> **WHAT TO WORK ON**:
Taking the listing below, restate word for word each line from the line with "use std::collections::BTreeMap;" to the line with "let url = request.url.as_deref().unwrap_or_default();", ends included, and stop there.

> **SOURCE INFORMATION**:
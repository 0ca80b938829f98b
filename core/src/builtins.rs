//! Ready-made interceptors.

use std::collections::BTreeMap;

use base64::Engine;

use crate::error::Result;
use crate::interceptor::{RequestInterceptor, ResponseInterceptor};
use crate::request::Request;
use crate::response::Response;

/// Logs requests and responses through `tracing`.
///
/// Register it on both chains to see each side of the exchange.
#[derive(Debug, Clone, Default)]
pub struct LoggingInterceptor {
    log_headers: bool,
}

impl LoggingInterceptor {
    pub fn new() -> Self {
        Self::default()
    }

    /// Also log every header at `trace` level.
    pub fn with_headers(mut self) -> Self {
        self.log_headers = true;
        self
    }
}

impl RequestInterceptor for LoggingInterceptor {
    fn intercept(&self, request: Request) -> Result<Request> {
        let method = request.method.as_ref().map_or("GET", |m| m.as_str());
        let url = request.url.as_deref().unwrap_or_default();
        tracing::debug!(method, url, "sending request");

        if self.log_headers {
            for (name, value) in request.headers.iter().flatten() {
                tracing::trace!(header = %name, value = %value, "request header");
            }
        }

        Ok(request)
    }
}

impl ResponseInterceptor for LoggingInterceptor {
    fn intercept(&self, response: Response) -> Result<Response> {
        let url = response.request.url.as_deref().unwrap_or_default();
        tracing::debug!(status = response.status, url, "received response");

        if self.log_headers {
            for (name, value) in &response.headers {
                tracing::trace!(header = %name, value = %value, "response header");
            }
        }

        Ok(response)
    }
}

/// Adds an authentication header to every request.
#[derive(Debug, Clone)]
pub struct AuthInterceptor {
    auth: Auth,
}

#[derive(Clone)]
enum Auth {
    Bearer(String),
    Basic { username: String, password: String },
    ApiKey { header: String, key: String },
}

// Credentials stay out of logs.
impl std::fmt::Debug for Auth {
    fn fmt(&self, f: &mut std::fmt::Formatter<'_>) -> std::fmt::Result {
        match self {
            Auth::Bearer(_) => f.write_str("Bearer(..)"),
            Auth::Basic { username, .. } => write!(f, "Basic({username}:..)"),
            Auth::ApiKey { header, .. } => write!(f, "ApiKey({header})"),
        }
    }
}

impl AuthInterceptor {
    pub fn bearer(token: impl Into<String>) -> Self {
        Self {
            auth: Auth::Bearer(token.into()),
        }
    }

    pub fn basic(username: impl Into<String>, password: impl Into<String>) -> Self {
        Self {
            auth: Auth::Basic {
                username: username.into(),
                password: password.into(),
            },
        }
    }

    pub fn api_key(header: impl Into<String>, key: impl Into<String>) -> Self {
        Self {
            auth: Auth::ApiKey {
                header: header.into(),
                key: key.into(),
            },
        }
    }
}

impl RequestInterceptor for AuthInterceptor {
    fn intercept(&self, request: Request) -> Result<Request> {
        let request = match &self.auth {
            Auth::Bearer(token) => request.header("Authorization", format!("Bearer {token}")),
            Auth::Basic { username, password } => {
                let credentials = base64::engine::general_purpose::STANDARD
                    .encode(format!("{username}:{password}"));
                request.header("Authorization", format!("Basic {credentials}"))
            }
            Auth::ApiKey { header, key } => request.header(header.as_str(), key.as_str()),
        };
        Ok(request)
    }
}

/// Inserts headers the descriptor does not already carry.
#[derive(Debug, Clone, Default)]
pub struct DefaultHeaders {
    headers: BTreeMap<String, String>,
}

impl DefaultHeaders {
    pub fn new() -> Self {
        Self::default()
    }

    pub fn header(mut self, name: impl Into<String>, value: impl Into<String>) -> Self {
        self.headers.insert(name.into(), value.into());
        self
    }
}

impl RequestInterceptor for DefaultHeaders {
    fn intercept(&self, mut request: Request) -> Result<Request> {
        let headers = request.headers.get_or_insert_with(BTreeMap::new);
        for (name, value) in &self.headers {
            headers
                .entry(name.clone())
                .or_insert_with(|| value.clone());
        }
        Ok(request)
    }
}
//! The transport seam.
//!
//! # Design
//! `HttpClient` never talks to the network itself. It hands the final
//! descriptor to a `Transport` and awaits exactly one envelope or one error.
//! Tests swap in closures or small structs; production code uses
//! `UreqTransport` (feature `ureq`, on by default).

#[cfg(feature = "ureq")]
mod ureq_backend;

use std::future::Future;

use async_trait::async_trait;

use crate::error::Result;
use crate::request::Request;
use crate::response::Response;

#[cfg(feature = "ureq")]
pub use self::ureq_backend::UreqTransport;

/// Executes one descriptor and yields its envelope.
///
/// A transport decides what counts as failure (network faults, non-2xx
/// statuses, malformed descriptors). Whatever it returns as `Err` reaches
/// the caller of `HttpClient::request` unchanged.
#[async_trait]
pub trait Transport: Send + Sync {
    async fn send(&self, request: Request) -> Result<Response>;
}

#[async_trait]
impl<F, Fut> Transport for F
where
    F: Fn(Request) -> Fut + Send + Sync,
    Fut: Future<Output = Result<Response>> + Send + 'static,
{
    async fn send(&self, request: Request) -> Result<Response> {
        self(request).await
    }
}
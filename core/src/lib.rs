//! HTTP client facade with ordered request/response interceptors.
//!
//! # Overview
//! `HttpClient` wraps an injected asynchronous `Transport`. Callers describe
//! a request with `RequestOptions`, either directly through `request` or via
//! the verb helpers (`get`, `post`, `put`, `patch`, `delete`). The
//! descriptor passes through the request interceptors in registration order,
//! the transport executes it, and the resulting envelope passes through the
//! response interceptors in registration order before it reaches the caller.
//!
//! # Design
//! - Descriptors and envelopes are values. Interceptors take one and return
//!   the next; nothing mutates the caller's copy.
//! - Payloads are generic at the edges and erased to `serde_json::Value`
//!   inside the pipeline, so one registry serves every payload type.
//! - The transport is a constructor argument. `UreqTransport` is the
//!   default; tests pass closures or small structs instead.
//! - The pipeline itself does not retry, cache, log or time out. Those are
//!   left to interceptors (see `builtins`) or to the transport.
//!
//! ```no_run
//! use ajax_core::{AuthInterceptor, ClientConfig, HttpClient};
//! use serde_json::Value;
//!
//! # async fn run() -> ajax_core::Result<()> {
//! let mut client = HttpClient::new(ClientConfig::new().with_base_url("https://api.example.com"));
//! client.interceptors_mut().request.push(AuthInterceptor::bearer("token"));
//!
//! let users = client.get::<Value>("/users", None).await?;
//! println!("{} -> {}", users.status, users.response);
//! # Ok(())
//! # }
//! ```

pub mod builtins;
pub mod client;
pub mod config;
pub mod error;
pub mod http;
pub mod interceptor;
pub mod request;
pub mod response;
pub mod transport;

pub use builtins::{AuthInterceptor, DefaultHeaders, LoggingInterceptor};
pub use client::HttpClient;
pub use config::ClientConfig;
pub use error::{HttpError, Result};
pub use http::{HttpMethod, ResponseType};
pub use interceptor::{
    Chain, Interceptors, RequestChain, RequestInterceptor, ResponseChain, ResponseInterceptor,
};
pub use request::{Request, RequestOptions};
pub use response::{Response, ResponseEnvelope};
#[cfg(feature = "ureq")]
pub use transport::UreqTransport;
pub use transport::Transport;
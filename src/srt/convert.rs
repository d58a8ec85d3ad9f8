use std::sync::LazyLock;

use regex::Regex;
use tracing::info;

use super::{detect_format, emit_srt, ConvertError, SubtitleCue, TranscriptFormat};
use crate::segment::parse_segments;
use crate::timecode::parse_timestamp_seconds;

static BARE_TIMESTAMP_LINE: LazyLock<Regex> =
    LazyLock::new(|| Regex::new(r"^\d{1,2}:\d{2}(?::\d{2})?\.\d{1,2}$").unwrap());

static RANGE_LINE: LazyLock<Regex> = LazyLock::new(|| {
    Regex::new(r"^(\d{1,2}:\d{2}:\d{2})\s*-\s*\d{1,2}:\d{2}:\d{2}\b").unwrap()
});

/// Convert raw transcript text to SRT.
///
/// Detects the input shape, extracts cues, and emits numbered blocks.
/// Empty input and unrecognizable input are typed errors for the caller to
/// surface; this function does not panic on malformed text.
pub fn convert_to_srt(raw: &str) -> Result<String, ConvertError> {
    if raw.trim().is_empty() {
        return Err(ConvertError::EmptyInput);
    }

    let format = detect_format(raw)?;
    let cues = extract_cues(raw, format);

    if cues.is_empty() {
        return Err(ConvertError::NoCues { format });
    }

    info!("Converted {} cues from {} input", cues.len(), format);

    Ok(emit_srt(&cues))
}

/// Split the full input into ordered cues using the detected format.
pub fn extract_cues(raw: &str, format: TranscriptFormat) -> Vec<SubtitleCue> {
    match format {
        TranscriptFormat::PlainTimestamp => extract_plain(raw),
        TranscriptFormat::TimeRange => extract_time_range(raw),
        TranscriptFormat::TimestampSpeakerDialog => extract_speaker_dialog(raw),
    }
}

/// Plain timestamp-prefixed lines reuse the segment parser; a cue is a
/// segment without a speaker.
fn extract_plain(raw: &str) -> Vec<SubtitleCue> {
    parse_segments(raw)
        .into_iter()
        .map(|segment| SubtitleCue {
            start_seconds: segment.start_seconds(),
            speaker: None,
            text: segment.text,
        })
        .collect()
}

/// "HH:MM:SS - HH:MM:SS" header lines; the following lines up to the next
/// header are the cue text. The range's own end time is ignored: end times
/// are recomputed from the next cue's start at emission.
fn extract_time_range(raw: &str) -> Vec<SubtitleCue> {
    let mut cues = Vec::new();
    let mut open: Option<(f64, Vec<String>)> = None;

    for line in raw.lines() {
        let line = line.trim();
        if line.is_empty() {
            continue;
        }

        if let Some(caps) = RANGE_LINE.captures(line) {
            if let Some((start, text_lines)) = open.take() {
                push_cue(&mut cues, start, None, text_lines);
            }
            open = Some((parse_timestamp_seconds(&caps[1]), Vec::new()));
        } else if let Some((_, text_lines)) = open.as_mut() {
            text_lines.push(line.to_string());
        }
    }

    if let Some((start, text_lines)) = open.take() {
        push_cue(&mut cues, start, None, text_lines);
    }

    cues
}

/// Bare "MM:SS.ss" timestamp line, then a speaker-name line, then dialog
/// lines until the next bare timestamp.
fn extract_speaker_dialog(raw: &str) -> Vec<SubtitleCue> {
    let mut cues = Vec::new();
    let mut open: Option<(f64, Option<String>, Vec<String>)> = None;

    for line in raw.lines() {
        let line = line.trim();
        if line.is_empty() {
            continue;
        }

        if BARE_TIMESTAMP_LINE.is_match(line) {
            if let Some((start, speaker, text_lines)) = open.take() {
                push_cue(&mut cues, start, speaker, text_lines);
            }
            open = Some((parse_timestamp_seconds(line), None, Vec::new()));
        } else if let Some((_, speaker, text_lines)) = open.as_mut() {
            if speaker.is_none() && text_lines.is_empty() {
                *speaker = Some(line.to_string());
            } else {
                text_lines.push(line.to_string());
            }
        }
        // Lines before the first timestamp have no cue to belong to and
        // are dropped; this format always opens with a timestamp.
    }

    if let Some((start, speaker, text_lines)) = open.take() {
        push_cue(&mut cues, start, speaker, text_lines);
    }

    cues
}

fn push_cue(
    cues: &mut Vec<SubtitleCue>,
    start_seconds: f64,
    speaker: Option<String>,
    text_lines: Vec<String>,
) {
    let text = text_lines.join(" ");
    if text.is_empty() {
        return;
    }
    cues.push(SubtitleCue {
        start_seconds,
        speaker,
        text,
    });
}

> **TASK OUTPUT**:
use std::collections::BTreeMap;

use base64::Engine;

use crate::error::Result;
use crate::interceptor::{RequestInterceptor, ResponseInterceptor};
use crate::request::Request;
use crate::response::Response;

/// Logs requests and responses through `tracing`.
///
/// Register it on both chains to see each side of the exchange.
#[derive(Debug, Clone, Default)]
pub struct LoggingInterceptor {
    log_headers: bool,
}

impl LoggingInterceptor {
    pub fn new() -> Self {
        Self::default()
    }

    /// Also log every header at `trace` level.
    pub fn with_headers(mut self) -> Self {
        self.log_headers = true;
        self
    }
}

impl RequestInterceptor for LoggingInterceptor {
    fn intercept(&self, request: Request) -> Result<Request> {
        let method = request.method.as_ref().map_or("GET", |m| m.as_str());
        let url = request.url.as_deref().unwrap_or_default();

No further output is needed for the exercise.